Bu komünyon düzenlemesi “Rab'bin akşam yemeği” olarak bilinir, çünkü onu Mesih başlatmıştır (Luka 22:19-20, Matta 26:26-28, Markos 14:22-24) ve Havari Pavlus da bundan bu şekilde söz etmiştir (1. Korintliler 11:20).
Kurtarılanların ortak katılımı nedeniyle “cemaat” olarak bilinir.
“Kutsadığımız kutsama kâsesi, Mesih'in kanının birleşmesi değil mi? Kırdığımız ekmek, Mesih'in bedeninin birleşmesi değil mi?" ~ 1 Korintliler 10:16
Ve yaygın olarak İncil dışı terimlerle, şükretmek anlamına gelen Yunanca bir kelimeden gelen “eucharist” olarak bilinir.
"Ve şükrettikten sonra onu kırdı ve "Al, ye" dedi, bu benim bedenimdir, senin için kırılmıştır; bu beni anmak içindir." ~ 1 Korintliler 11:24
Tarih boyunca bu özel düzenlemenin dört farklı doktrin konumu olmuştur. Ancak sadece bir tanesi kutsal kitap tarafından desteklenmektedir.
- Transubstantiation… ekmek ve şarabın gizemli bir şekilde İsa Mesih'in gerçek bedenine ve kanına dönüştüğü Katolik doktrini.

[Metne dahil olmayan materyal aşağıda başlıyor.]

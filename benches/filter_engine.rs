//! Benchmarks for the filter and sort engine.
//!
//! Records are generated with `fake` so the collections are far larger than
//! the bundled sample data.

use criterion::{black_box, criterion_group, criterion_main, BenchmarkId, Criterion};
use fake::{Fake, Faker};
use freelancehub_admin::marketplace::models::{Job, JobStatus, UserEarnings};
use freelancehub_admin::marketplace::{Query, Selection, TextFilter};

fn jobs(count: usize) -> Vec<Job> {
    (0..count).map(|_| Faker.fake()).collect()
}

fn earnings(count: usize) -> Vec<UserEarnings> {
    (0..count).map(|_| Faker.fake()).collect()
}

fn bench_search(c: &mut Criterion) {
    let mut group = c.benchmark_group("search");
    for count in [100, 1_000, 10_000] {
        let records = jobs(count);
        group.bench_with_input(BenchmarkId::from_parameter(count), &records, |b, records| {
            b.iter(|| Query::<Job>::new(black_box("an")).apply(records).len())
        });
    }
    group.finish();
}

fn bench_combined_filters(c: &mut Criterion) {
    let records = jobs(10_000);
    let category = TextFilter::parse("Design");
    c.bench_function("jobs_status_category_search", |b| {
        b.iter(|| {
            Query::new(black_box("e"))
                .select(Selection::Only(JobStatus::Open), |j: &Job| j.status)
                .select_text(&category, |j: &Job| j.category.as_str())
                .apply(&records)
                .len()
        })
    });
}

fn bench_sorted_report(c: &mut Criterion) {
    let records = earnings(10_000);
    c.bench_function("earnings_sorted_by_total", |b| {
        b.iter(|| {
            Query::<UserEarnings>::new("")
                .sort_desc(|u| u.total_earnings)
                .apply(black_box(&records))
                .len()
        })
    });
}

criterion_group!(
    benches,
    bench_search,
    bench_combined_filters,
    bench_sorted_report
);
criterion_main!(benches);
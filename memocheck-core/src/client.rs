//! Memo service client contract.
//!
//! Behavior suites only need to record a memoized value under a key and look
//! it up again, possibly through a different node. How that travels over the
//! wire is the launcher's business.

use async_trait::async_trait;
use thiserror::Error;

/// Errors returned by a [`MemoClient`].
#[derive(Debug, Clone, PartialEq, Eq, Error)]
pub enum ClientError {
    /// The node could not be reached or refused the request.
    #[error("node unavailable: {0}")]
    Unavailable(String),

    /// The node answered with something the client could not understand.
    #[error("protocol error: {0}")]
    Protocol(String),

    /// The launcher has no way to build a client.
    #[error("clients unsupported: {0}")]
    Unsupported(String),
}

/// Client bound to a single memo-service node.
#[async_trait]
pub trait MemoClient: Send + Sync {
    /// Address of the node this client talks to.
    fn address(&self) -> &str;

    /// Record a memoized value under `key`.
    async fn put(&self, key: &str, value: Vec<u8>) -> Result<(), ClientError>;

    /// Look up the memoized value for `key` as this node currently sees it.
    async fn get(&self, key: &str) -> Result<Option<Vec<u8>>, ClientError>;
}
//! Command-line surface of the `memocheck` binary.
//!
//! Flags override the JSON config file, which overrides the defaults of
//! [`HarnessConfig`].

use std::path::PathBuf;

use clap::{ArgAction, Parser, ValueEnum};
use memocheck_harness::{HarnessConfig, HarnessResult, StabilityStrategy};

/// Stability strategy as spelled on the command line.
#[derive(Debug, Clone, Copy, PartialEq, Eq, ValueEnum)]
pub enum StrategyArg {
    /// Every ready node.
    AllNodes,
    /// Drop the most recently ready nodes, see `--exclude-newest`.
    ExcludeNewest,
    /// Lowest-id majority.
    Majority,
}

/// CLI arguments
#[derive(Parser, Debug)]
#[command(name = "memocheck")]
#[command(about = "Run memo-service behavior suites against managed clusters", long_about = None)]
pub struct Cli {
    /// JSON config file; flags given here override its values
    #[arg(long)]
    pub config: Option<PathBuf>,

    /// Nodes per cluster of the configured fixture
    #[arg(long)]
    pub nodes: Option<usize>,

    /// Which nodes count as known stable
    #[arg(long, value_enum)]
    pub strategy: Option<StrategyArg>,

    /// Newest nodes to leave out; implies `--strategy exclude-newest`
    #[arg(long)]
    pub exclude_newest: Option<usize>,

    /// Retry transient failures
    #[arg(long, overrides_with = "no_retry")]
    pub retry: bool,

    /// Fail on the first transient failure
    #[arg(long, overrides_with = "retry")]
    pub no_retry: bool,

    /// Attempts per retried call, first one included
    #[arg(long)]
    pub max_attempts: Option<u32>,

    /// Delay between attempts in milliseconds
    #[arg(long)]
    pub backoff_ms: Option<u64>,

    /// Replication delay of in-process nodes in milliseconds
    #[arg(long)]
    pub replication_delay_ms: Option<u64>,

    /// Cases run at once
    #[arg(long)]
    pub parallelism: Option<usize>,

    /// Only run cases whose name contains this
    #[arg(long)]
    pub filter: Option<String>,

    /// External memo-service command ({port}, {addr}, {index}, {cluster} are substituted)
    #[arg(long = "service-cmd")]
    pub service_cmd: Option<String>,

    /// -v prints a character per case, -vv a line per operation and debug logs
    #[arg(short, long, action = ArgAction::Count)]
    pub verbose: u8,
}

impl Cli {
    /// Config file (if any) with every given flag applied, validated.
    pub fn harness_config(&self) -> HarnessResult<HarnessConfig> {
        let mut config = match &self.config {
            Some(path) => HarnessConfig::from_json_file(path)?,
            None => HarnessConfig::default(),
        };

        if let Some(nodes) = self.nodes {
            config.nodes = nodes;
        }
        if let Some(strategy) = self.stability_strategy() {
            config.strategy = strategy;
        }
        if self.retry {
            config.retry.enabled = true;
        }
        if self.no_retry {
            config.retry.enabled = false;
        }
        if let Some(n) = self.max_attempts {
            config.retry.max_attempts = n;
        }
        if let Some(ms) = self.backoff_ms {
            config.retry.backoff_ms = ms;
        }
        if let Some(ms) = self.replication_delay_ms {
            config.sim.replication_delay_ms = ms;
        }
        if let Some(n) = self.parallelism {
            config.parallelism = n;
        }
        if let Some(filter) = &self.filter {
            config.filter = Some(filter.clone());
        }
        if let Some(command) = &self.service_cmd {
            config.service_command = Some(command.clone());
        }

        config.validate()?;
        Ok(config)
    }

    fn stability_strategy(&self) -> Option<StabilityStrategy> {
        match (self.strategy, self.exclude_newest) {
            (Some(StrategyArg::AllNodes), _) => Some(StabilityStrategy::AllNodes),
            (Some(StrategyArg::Majority), _) => Some(StabilityStrategy::Majority),
            (Some(StrategyArg::ExcludeNewest), k) => {
                Some(StabilityStrategy::ExcludeNewest(k.unwrap_or(1)))
            }
            (None, Some(k)) => Some(StabilityStrategy::ExcludeNewest(k)),
            (None, None) => None,
        }
    }

    /// Default `RUST_LOG` directive for the verbosity level.
    pub fn log_filter(&self) -> &'static str {
        if self.verbose >= 2 {
            "info,memocheck=debug"
        } else {
            "warn"
        }
    }
}
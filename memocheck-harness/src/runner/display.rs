//! Colored terminal display for run reports.
//!
//! Provides colorized output for TTY stderr. Falls back to plain text when
//! stderr is not a terminal or `NO_COLOR` is set.

use std::io::{IsTerminal, Write};

use super::outcome::{CaseStatus, OperationOutcome};
use super::report::RunReport;

// ---------------------------------------------------------------------------
// ANSI escape helpers
// ---------------------------------------------------------------------------

mod ansi {
    pub const RESET: &str = "\x1b[0m";
    pub const DIM: &str = "\x1b[2m";
    pub const YELLOW: &str = "\x1b[33m";
    pub const BOLD_RED: &str = "\x1b[1;31m";
    pub const BOLD_GREEN: &str = "\x1b[1;32m";
    pub const BOLD_YELLOW: &str = "\x1b[1;33m";
    pub const BOLD_CYAN: &str = "\x1b[1;36m";
}

/// Whether to emit ANSI color codes.
fn use_color() -> bool {
    std::io::stderr().is_terminal() && std::env::var_os("NO_COLOR").is_none()
}

/// Format a duration as a human-readable string.
fn fmt_duration(d: std::time::Duration) -> String {
    let total_ms = d.as_millis();
    if total_ms < 1000 {
        format!("{}ms", total_ms)
    } else if total_ms < 60_000 {
        format!("{:.2}s", d.as_secs_f64())
    } else {
        let mins = d.as_secs() / 60;
        let secs = d.as_secs() % 60;
        format!("{}m {:02}s", mins, secs)
    }
}

const RULE_WIDTH: usize = 56;

/// Print a section header like: `━━━ Title ━━━━━━━━━━━━━━━━━━━━━━`
fn section_header(w: &mut impl Write, title: &str, color: bool, style: &str) {
    let prefix = "━━━ ";
    let content_len = prefix.chars().count() + title.len() + 1;
    let trail = RULE_WIDTH.saturating_sub(content_len).max(3);
    let rule = "━".repeat(trail);

    if color {
        let _ = writeln!(w, "\n{style}{prefix}{title} {rule}{}", ansi::RESET);
    } else {
        let _ = writeln!(w, "\n{prefix}{title} {rule}");
    }
}

fn status_icon(status: CaseStatus, color: bool) -> &'static str {
    match (status, color) {
        (CaseStatus::Passed, true) => "\x1b[32m✓\x1b[0m",
        (CaseStatus::Failed, true) => "\x1b[1;31m✗\x1b[0m",
        (CaseStatus::Errored, true) => "\x1b[1;31m!\x1b[0m",
        (CaseStatus::SetupError, true) => "\x1b[33m○\x1b[0m",
        (CaseStatus::Passed, false) => "✓",
        (CaseStatus::Failed, false) => "✗",
        (CaseStatus::Errored, false) => "!",
        (CaseStatus::SetupError, false) => "○",
    }
}

/// Print the run report to stderr with colors if supported.
pub fn eprint_report(report: &RunReport) {
    let color = use_color();
    let mut w = std::io::stderr().lock();
    write_report(&mut w, report, color);
}

/// Render the report without colors.
pub fn render_plain(report: &RunReport) -> String {
    let mut buf = Vec::new();
    write_report(&mut buf, report, false);
    String::from_utf8_lossy(&buf).into_owned()
}

fn write_report(w: &mut impl Write, report: &RunReport, color: bool) {
    section_header(w, "Memo Harness Report", color, ansi::BOLD_CYAN);

    let (icon, style) = if report.is_success() {
        ("✓", ansi::BOLD_GREEN)
    } else {
        ("✗", ansi::BOLD_RED)
    };
    let summary = format!(
        "{} cases   {} passed   {} failed   {} errored   {} setup errors   {} skipped",
        report.cases.len(),
        report.passed(),
        report.failed(),
        report.errored(),
        report.setup_errors(),
        report.skipped.len(),
    );
    if color {
        let _ = writeln!(w, "  {summary}   {style}{icon}{}", ansi::RESET);
    } else {
        let _ = writeln!(w, "  {summary}   {icon}");
    }
    let _ = writeln!(w, "  Wall Time    {}", fmt_duration(report.wall_time));

    section_header(w, "Cases", color, ansi::BOLD_CYAN);
    for case in &report.cases {
        let status = case.status();
        let _ = writeln!(
            w,
            "  {}  {:<48} {}",
            status_icon(status, color),
            case.name,
            fmt_duration(case.duration)
        );
        for op in case.operations.iter().filter(|op| !op.outcome.is_pass()) {
            let detail = match &op.outcome {
                OperationOutcome::Failed(failure) => failure.to_string(),
                OperationOutcome::Errored(reason) | OperationOutcome::SetupFailed(reason) => {
                    reason.clone()
                }
                OperationOutcome::Passed => continue,
            };
            if color {
                let _ = writeln!(w, "       {}{}{}  {}", ansi::DIM, op.name, ansi::RESET, detail);
            } else {
                let _ = writeln!(w, "       {}  {}", op.name, detail);
            }
        }
    }

    let warnings: Vec<_> = report.teardown_warnings().collect();
    if !warnings.is_empty() {
        section_header(w, "Teardown Warnings", color, ansi::BOLD_YELLOW);
        for warning in warnings {
            if color {
                let _ = writeln!(w, "  {}○{}  {}", ansi::YELLOW, ansi::RESET, warning);
            } else {
                let _ = writeln!(w, "  ○  {warning}");
            }
        }
    }

    if !report.skipped.is_empty() {
        section_header(w, "Skipped", color, ansi::BOLD_YELLOW);
        for skipped in &report.skipped {
            let _ = writeln!(w, "  -  {skipped}");
        }
    }

    let _ = writeln!(w);
}

#[cfg(test)]
mod tests {
    use std::time::Duration;

    use super::*;

    #[test]
    fn test_fmt_duration() {
        assert_eq!(fmt_duration(Duration::from_millis(250)), "250ms");
        assert_eq!(fmt_duration(Duration::from_millis(1500)), "1.50s");
        assert_eq!(fmt_duration(Duration::from_secs(75)), "1m 15s");
    }

    #[test]
    fn test_plain_render_has_no_escapes() {
        let out = render_plain(&RunReport::default());
        assert!(out.contains("Memo Harness Report"));
        assert!(!out.contains('\x1b'));
    }
}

- Özneleşme…Bazı protestan bedenler, ekmek ve şarabın doğal unsurlarını korurken, yine de Mesih'in bedeni ve kanının elementlerin içinde ve onlarla birlikte olduğuna inanır.
- Mistik mevcudiyet teorisi… Bu görüş, elementlerde Mesih'in bedensel varlığını reddeder, ancak iletişimcinin Mesih'in insan doğasının mistik varlığından pay aldığını ve bundan yararlandığını kabul eder.
- Sembolik… Bu gerçek İncil görüşüdür. Gerçek ekmek ve şarabın içinde ne fiziksel ne de mistik bir varlık yoktur. Rab'bin Sofrası'na (veya cemaatine) katılmanın ödülü, Tanrı'nın Sözüne itaat etmek ve düzenin tasarımını ve amacını izlemek ve bunu bizim için yaptıklarını hatırlamak için yapmaktır.
Öyleyse, Rab'bin Sofrası'nın kutsal metinlerdeki tasarımı ve amacı nedir? Mesih, onu kurduğunda tasarımını belirtir: “Bu beni anmak için yapar.” ~ Luka 22:19
Rab'bin Sofrası, dünyaya gösterdiğimiz ve kendimiz için, Mesih'in bizim için kefaret eden acısını ve ölümünü hatırladığımız bir anma törenidir.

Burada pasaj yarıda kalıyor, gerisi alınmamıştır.